[Start of Attachment]

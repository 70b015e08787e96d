//! Decoded charge samples.

use crate::charge::Charge;

#[cfg(feature = "serde")]
use serde::{Deserialize, Serialize};

/// One decoded charge sample as delivered by the raw data decoder.
#[derive(Debug, Clone, Copy, PartialEq)]
#[cfg_attr(feature = "serde", derive(Serialize, Deserialize))]
pub struct Digit {
    /// Pad row.
    pub row: u16,
    /// Pad within the row.
    pub pad: u16,
    /// Global time bin within the event.
    pub time: u32,
    /// Charge in ADC counts, before gain correction.
    pub charge: Charge,
}

impl Digit {
    /// Creates a new digit.
    #[inline]
    #[must_use]
    pub fn new(row: u16, pad: u16, time: u32, charge: Charge) -> Self {
        Self {
            row,
            pad,
            time,
            charge,
        }
    }
}
//! Event driver chaining the cluster finder stages over all fragments.

use log::{debug, info};
use tpccf_core::{
    Array2D, Calibration, CfFragment, Charge, Digit, Error, GridDims, PackedCharge, PadGeometry,
    PadNoiseFlags, Result, OVERLAP_TIME_BINS, PADDING_TIME,
};

#[cfg(feature = "serde")]
use serde::{Deserialize, Serialize};

use crate::baseline::PadBaselineChecker;
use crate::compaction::compact_peaks;
use crate::exec::{Backend, Executor};
use crate::filler::ChargeMapFiller;
use crate::peaks::{PeakFinder, PeakMapValue};
use crate::registry::KernelRegistry;

/// Cluster finder configuration.
#[derive(Clone, Debug, PartialEq)]
#[cfg_attr(feature = "serde", derive(Serialize, Deserialize))]
#[cfg_attr(feature = "serde", serde(default))]
pub struct ClusterFinderConfig {
    /// Thresholds and pad gains.
    pub calibration: Calibration,
    /// Maximum fragment length in time bins, overlaps included.
    pub max_fragment_len: u32,
    /// Time bins of one event; digits at or past this bin are rejected.
    pub max_event_time_bins: u32,
    /// Execution backend.
    pub backend: Backend,
}

impl Default for ClusterFinderConfig {
    fn default() -> Self {
        Self {
            calibration: Calibration::default(),
            max_fragment_len: 4000,
            max_event_time_bins: 114_048,
            backend: Backend::default(),
        }
    }
}

impl ClusterFinderConfig {
    /// Sets the calibration.
    #[must_use]
    pub fn with_calibration(mut self, calibration: Calibration) -> Self {
        self.calibration = calibration;
        self
    }

    /// Sets the maximum fragment length.
    #[must_use]
    pub fn with_max_fragment_len(mut self, len: u32) -> Self {
        self.max_fragment_len = len;
        self
    }

    /// Sets the event length limit.
    #[must_use]
    pub fn with_max_event_time_bins(mut self, bins: u32) -> Self {
        self.max_event_time_bins = bins;
        self
    }

    /// Sets the backend.
    #[must_use]
    pub fn with_backend(mut self, backend: Backend) -> Self {
        self.backend = backend;
        self
    }

    /// Checks the configuration against a geometry.
    pub fn validate<G: PadGeometry + ?Sized>(&self, geometry: &G) -> Result<()> {
        self.calibration.validate(geometry)?;
        let limit = u32::from(i16::MAX.unsigned_abs()) - PADDING_TIME as u32;
        if self.max_fragment_len <= 2 * OVERLAP_TIME_BINS || self.max_fragment_len > limit {
            return Err(Error::InvalidConfig(format!(
                "max_fragment_len must be in ({}, {limit}], got {}",
                2 * OVERLAP_TIME_BINS,
                self.max_fragment_len
            )));
        }
        if self.max_event_time_bins == 0 {
            return Err(Error::InvalidConfig(
                "max_event_time_bins must be positive".into(),
            ));
        }
        Ok(())
    }
}

/// Per-event state, reused across events.
#[derive(Debug, Default)]
pub struct ClusterFinderState {
    noisy: PadNoiseFlags,
    fragments_processed: usize,
    peaks_found: usize,
}

impl ClusterFinderState {
    /// Creates state for `num_pads` global pads.
    #[must_use]
    pub fn new(num_pads: usize) -> Self {
        Self {
            noisy: PadNoiseFlags::new(num_pads),
            fragments_processed: 0,
            peaks_found: 0,
        }
    }

    /// Clears all per-event state.
    pub fn reset(&mut self) {
        self.noisy.reset();
        self.fragments_processed = 0;
        self.peaks_found = 0;
    }

    /// Noisy pad flags of the current event.
    #[must_use]
    pub fn noisy(&self) -> &PadNoiseFlags {
        &self.noisy
    }

    /// Fragments processed in the current event.
    #[must_use]
    pub fn fragments_processed(&self) -> usize {
        self.fragments_processed
    }

    /// Peaks found in the current event.
    #[must_use]
    pub fn peaks_found(&self) -> usize {
        self.peaks_found
    }
}

/// One peak in event coordinates.
#[derive(Debug, Clone, Copy, PartialEq)]
#[cfg_attr(feature = "serde", derive(Serialize, Deserialize))]
pub struct FoundPeak {
    /// Pad row.
    pub row: u16,
    /// Pad within the row.
    pub pad: u16,
    /// Global time bin.
    pub time: u32,
    /// Gain-corrected charge as stored in the grid.
    pub charge: Charge,
    /// True if the charge exceeds the inner threshold.
    pub above_inner_threshold: bool,
}

/// Result of one event.
#[derive(Debug, Clone, PartialEq, Default)]
#[cfg_attr(feature = "serde", derive(Serialize, Deserialize))]
pub struct EventSummary {
    /// Peaks ordered by fragment, then by digit order.
    pub peaks: Vec<FoundPeak>,
    /// Global indices of noisy pads.
    pub noisy_pads: Vec<usize>,
    /// Number of fragments the event was split into.
    pub fragments: usize,
    /// Number of input digits.
    pub digits: usize,
}

/// Runs the cluster finder stages on whole events.
pub struct ClusterFinder<G: PadGeometry> {
    geometry: G,
    config: ClusterFinderConfig,
    filler: ChargeMapFiller,
    baseline: PadBaselineChecker,
    peak_finder: PeakFinder,
    state: ClusterFinderState,
    charge_map: Array2D<Vec<PackedCharge>>,
    peak_map: Array2D<Vec<u8>>,
}

impl<G: PadGeometry> ClusterFinder<G> {
    /// Builds the stages for `geometry` and registers their kernels.
    pub fn new(
        geometry: G,
        config: ClusterFinderConfig,
        registry: &mut KernelRegistry,
    ) -> Result<Self> {
        config.validate(&geometry)?;
        let executor = Executor::new(config.backend);
        let dims = GridDims::for_geometry(&geometry, config.max_fragment_len as usize);
        debug!(
            "cluster finder: {} rows, {} pads, fragments of {} time bins, {:?} backend",
            geometry.num_rows(),
            geometry.num_global_pads(),
            config.max_fragment_len,
            config.backend
        );
        Ok(Self {
            filler: ChargeMapFiller::new(registry),
            baseline: PadBaselineChecker::new(executor, registry),
            peak_finder: PeakFinder::new(executor, registry),
            state: ClusterFinderState::new(geometry.num_global_pads()),
            charge_map: Array2D::allocate(dims),
            peak_map: Array2D::allocate(dims),
            geometry,
            config,
        })
    }

    /// The pad geometry.
    #[must_use]
    pub fn geometry(&self) -> &G {
        &self.geometry
    }

    /// The configuration.
    #[must_use]
    pub fn config(&self) -> &ClusterFinderConfig {
        &self.config
    }

    /// State of the last processed event.
    #[must_use]
    pub fn state(&self) -> &ClusterFinderState {
        &self.state
    }

    /// Finds the peaks of one event.
    ///
    /// Fragments are processed in time order. Noisy flags accumulate over
    /// the event, and a peak is reported only by the fragment whose core
    /// range contains it. Fails without touching the grids if a digit lies
    /// past `max_event_time_bins`.
    pub fn process_event(&mut self, digits: &[Digit]) -> Result<EventSummary> {
        self.state.reset();
        let limit = self.config.max_event_time_bins;
        if let Some(digit) = digits.iter().find(|d| d.time >= limit) {
            return Err(Error::Inconsistent(format!(
                "digit at row {}, pad {} has time bin {}, event holds {limit}",
                digit.row, digit.pad, digit.time
            )));
        }
        let total_length = digits.iter().map(|d| d.time + 1).max().unwrap_or(0);
        let calib = &self.config.calibration;

        let mut peaks = Vec::new();
        for fragment in CfFragment::new(total_length, self.config.max_fragment_len)?.iter() {
            self.charge_map.reset();
            self.peak_map.reset();

            let positions =
                self.filler
                    .fill(&self.geometry, calib, &fragment, digits, &mut self.charge_map)?;
            self.baseline.check(
                &self.geometry,
                calib,
                &fragment,
                &self.charge_map,
                &self.state.noisy,
            )?;
            let mut predicate = vec![false; positions.len()];
            self.peak_finder.find_peaks(
                &self.geometry,
                calib,
                &self.charge_map,
                &self.state.noisy,
                &positions,
                &mut predicate,
                &mut self.peak_map,
            )?;

            let before = peaks.len();
            for pos in compact_peaks(&positions, &predicate)? {
                let local = u32::from(pos.time().unsigned_abs());
                if !fragment.is_core(local) {
                    continue;
                }
                peaks.push(FoundPeak {
                    row: pos.row(),
                    pad: pos.pad().unsigned_abs(),
                    time: fragment.to_global(local),
                    charge: self.charge_map.get(pos).unpack(),
                    above_inner_threshold: PeakMapValue::from_bits(self.peak_map.get(pos))
                        .above_inner_threshold(),
                });
            }
            debug!(
                "fragment {} [{}, {}): {} positions, {} core peaks",
                fragment.index(),
                fragment.start(),
                fragment.start() + fragment.length(),
                positions.len(),
                peaks.len() - before
            );
            self.state.fragments_processed += 1;
        }

        self.state.peaks_found = peaks.len();
        let summary = EventSummary {
            peaks,
            noisy_pads: self.state.noisy.noisy_pads(),
            fragments: self.state.fragments_processed,
            digits: digits.len(),
        };
        info!(
            "event: {} digits, {} fragments, {} peaks, {} noisy pads",
            summary.digits,
            summary.fragments,
            summary.peaks.len(),
            summary.noisy_pads.len()
        );
        Ok(summary)
    }
}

[End of Attachment]

> [Description of the task] Filter the entries and keep only the lines holding "order".

> [Answer space]
    /// Peaks ordered by fragment, then by digit order.
    /// Fragments are processed in time order. Noisy flags accumulate over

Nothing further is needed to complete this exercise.